(Data records)
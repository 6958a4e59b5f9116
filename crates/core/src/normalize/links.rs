use std::collections::HashMap;

use serde_json::{Map, Value};

use crate::provider::EntryCollection;

/// Replaces link objects in a collection's items with the linked entries
/// and assets.
///
/// Targets come from the collection's `includes` block and from the items
/// themselves. Links one level deep inside each item's fields are resolved,
/// which matches the delivery API's default include depth. Links without a
/// matching target are left untouched.
pub fn resolve_links(collection: &EntryCollection) -> Vec<Value> {
    let mut targets: HashMap<(&str, &str), &Value> = HashMap::new();
    for entry in collection.includes.entries.iter().chain(&collection.items) {
        if let Some(id) = entry.pointer("/sys/id").and_then(Value::as_str) {
            targets.insert(("Entry", id), entry);
        }
    }
    for asset in &collection.includes.assets {
        if let Some(id) = asset.pointer("/sys/id").and_then(Value::as_str) {
            targets.insert(("Asset", id), asset);
        }
    }

    collection
        .items
        .iter()
        .map(|item| {
            let mut item = item.clone();
            if let Some(Value::Object(fields)) = item.get_mut("fields") {
                for value in fields.values_mut() {
                    resolve_value(value, &targets);
                }
            }
            item
        })
        .collect()
}

fn resolve_value(value: &mut Value, targets: &HashMap<(&str, &str), &Value>) {
    match value {
        Value::Array(values) => {
            for value in values {
                resolve_value(value, targets);
            }
        }
        Value::Object(_) => {
            let target = link_target(value)
                .and_then(|key| targets.get(&key))
                .map(|target| (*target).clone());
            if let Some(target) = target {
                *value = target;
            }
        }
        _ => {}
    }
}

fn link_target(value: &Value) -> Option<(&str, &str)> {
    let sys = value.get("sys")?;
    if sys.get("type").and_then(Value::as_str) != Some("Link") {
        return None;
    }
    let link_type = sys.get("linkType").and_then(Value::as_str)?;
    let id = sys.get("id").and_then(Value::as_str)?;
    Some((link_type, id))
}

/// Unwraps management-API locale maps (`{"en-US": value}`) in an entry's
/// fields so it normalizes like a delivery entry.
///
/// Locale maps without a value for `locale` are dropped; plain values are
/// kept as they are.
pub fn delocalize(entry: &Value, locale: &str) -> Value {
    let mut entry = entry.clone();
    if let Some(Value::Object(fields)) = entry.get_mut("fields") {
        let unwrapped: Map<String, Value> = std::mem::take(fields)
            .into_iter()
            .filter_map(|(name, value)| match value {
                Value::Object(mut locales) => locales.remove(locale).map(|v| (name, v)),
                other => Some((name, other)),
            })
            .collect();
        *fields = unwrapped;
    }
    entry
}

/// Wraps every field value in a locale map for the management API.
pub fn localize(fields: Map<String, Value>, locale: &str) -> Map<String, Value> {
    fields
        .into_iter()
        .map(|(name, value)| {
            let mut locales = Map::new();
            locales.insert(locale.to_string(), value);
            (name, Value::Object(locales))
        })
        .collect()
}
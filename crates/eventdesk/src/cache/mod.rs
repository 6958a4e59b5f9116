//! Query cache implementation.
//!
//! The key scheme, snapshot types and error taxonomy live in
//! `eventdesk_core::cache`; this module owns the stateful side: the
//! in-memory store, in-flight fetch sharing, subscriptions and garbage
//! collection.

pub mod memory;

pub use memory::{QueryCache, Subscription};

* [EXERCISE PROMPT] Using the data above, restate every record word for word.

* [RESULT OF THIS TASK]
repository 6958a4e59b5f9116
filename crates/core/src/normalize/links.rs
use std::collections::HashMap;

use serde_json::{Map, Value};

use crate::provider::EntryCollection;

/// Replaces link objects in a collection's items with the linked entries
/// and assets.
///
/// Targets come from the collection's `includes` block and from the items
/// themselves. Links one level deep inside each item's fields are resolved,
/// which matches the delivery API's default include depth. Links without a
/// matching target are left untouched.
pub fn resolve_links(collection: &EntryCollection) -> Vec<Value> {
    let mut targets: HashMap<(&str, &str), &Value> = HashMap::new();
    for entry in collection.includes.entries.iter().chain(&collection.items) {
        if let Some(id) = entry.pointer("/sys/id").and_then(Value::as_str) {
            targets.insert(("Entry", id), entry);
        }
    }
    for asset in &collection.includes.assets {
        if let Some(id) = asset.pointer("/sys/id").and_then(Value::as_str) {
            targets.insert(("Asset", id), asset);
        }
    }

    collection
        .items
        .iter()
        .map(|item| {
            let mut item = item.clone();
            if let Some(Value::Object(fields)) = item.get_mut("fields") {
                for value in fields.values_mut() {
                    resolve_value(value, &targets);
                }
            }
            item
        })
        .collect()
}

fn resolve_value(value: &mut Value, targets: &HashMap<(&str, &str), &Value>) {
    match value {
        Value::Array(values) => {
            for value in values {
                resolve_value(value, targets);
            }
        }
        Value::Object(_) => {
            let target = link_target(value)
                .and_then(|key| targets.get(&key))
                .map(|target| (*target).clone());
            if let Some(target) = target {
                *value = target;
            }
        }
        _ => {}
    }
}

fn link_target(value: &Value) -> Option<(&str, &str)> {
    let sys = value.get("sys")?;
    if sys.get("type").and_then(Value::as_str) != Some("Link") {
        return None;
    }
    let link_type = sys.get("linkType").and_then(Value::as_str)?;
    let id = sys.get("id").and_then(Value::as_str)?;
    Some((link_type, id))
}

/// Unwraps management-API locale maps (`{"en-US": value}`) in an entry's
/// fields so it normalizes like a delivery entry.
///
/// Locale maps without a value for `locale` are dropped; plain values are
/// kept as they are.
pub fn delocalize(entry: &Value, locale: &str) -> Value {
    let mut entry = entry.clone();
    if let Some(Value::Object(fields)) = entry.get_mut("fields") {
        let unwrapped: Map<String, Value> = std::mem::take(fields)
            .into_iter()
            .filter_map(|(name, value)| match value {
                Value::Object(mut locales) => locales.remove(locale).map(|v| (name, v)),
                other => Some((name, other)),
            })
            .collect();
        *fields = unwrapped;
    }
    entry
}

/// Wraps every field value in a locale map for the management API.
pub fn localize(fields: Map<String, Value>, locale: &str) -> Map<String, Value> {
    fields
        .into_iter()
        .map(|(name, value)| {
            let mut locales = Map::new();
            locales.insert(locale.to_string(), value);
            (name, Value::Object(locales))
        })
        .collect()
}
filename crates/eventdesk/src/cache/mod.rs
repository 6958a4e59b5f9116
//! Query cache implementation.
//!
//! The key scheme, snapshot types and error taxonomy live in
//! `eventdesk_core::cache`; this module owns the stateful side: the
//! in-memory store, in-flight fetch sharing, subscriptions and garbage
//! collection.

pub mod memory;

pub use memory::{QueryCache, Subscription};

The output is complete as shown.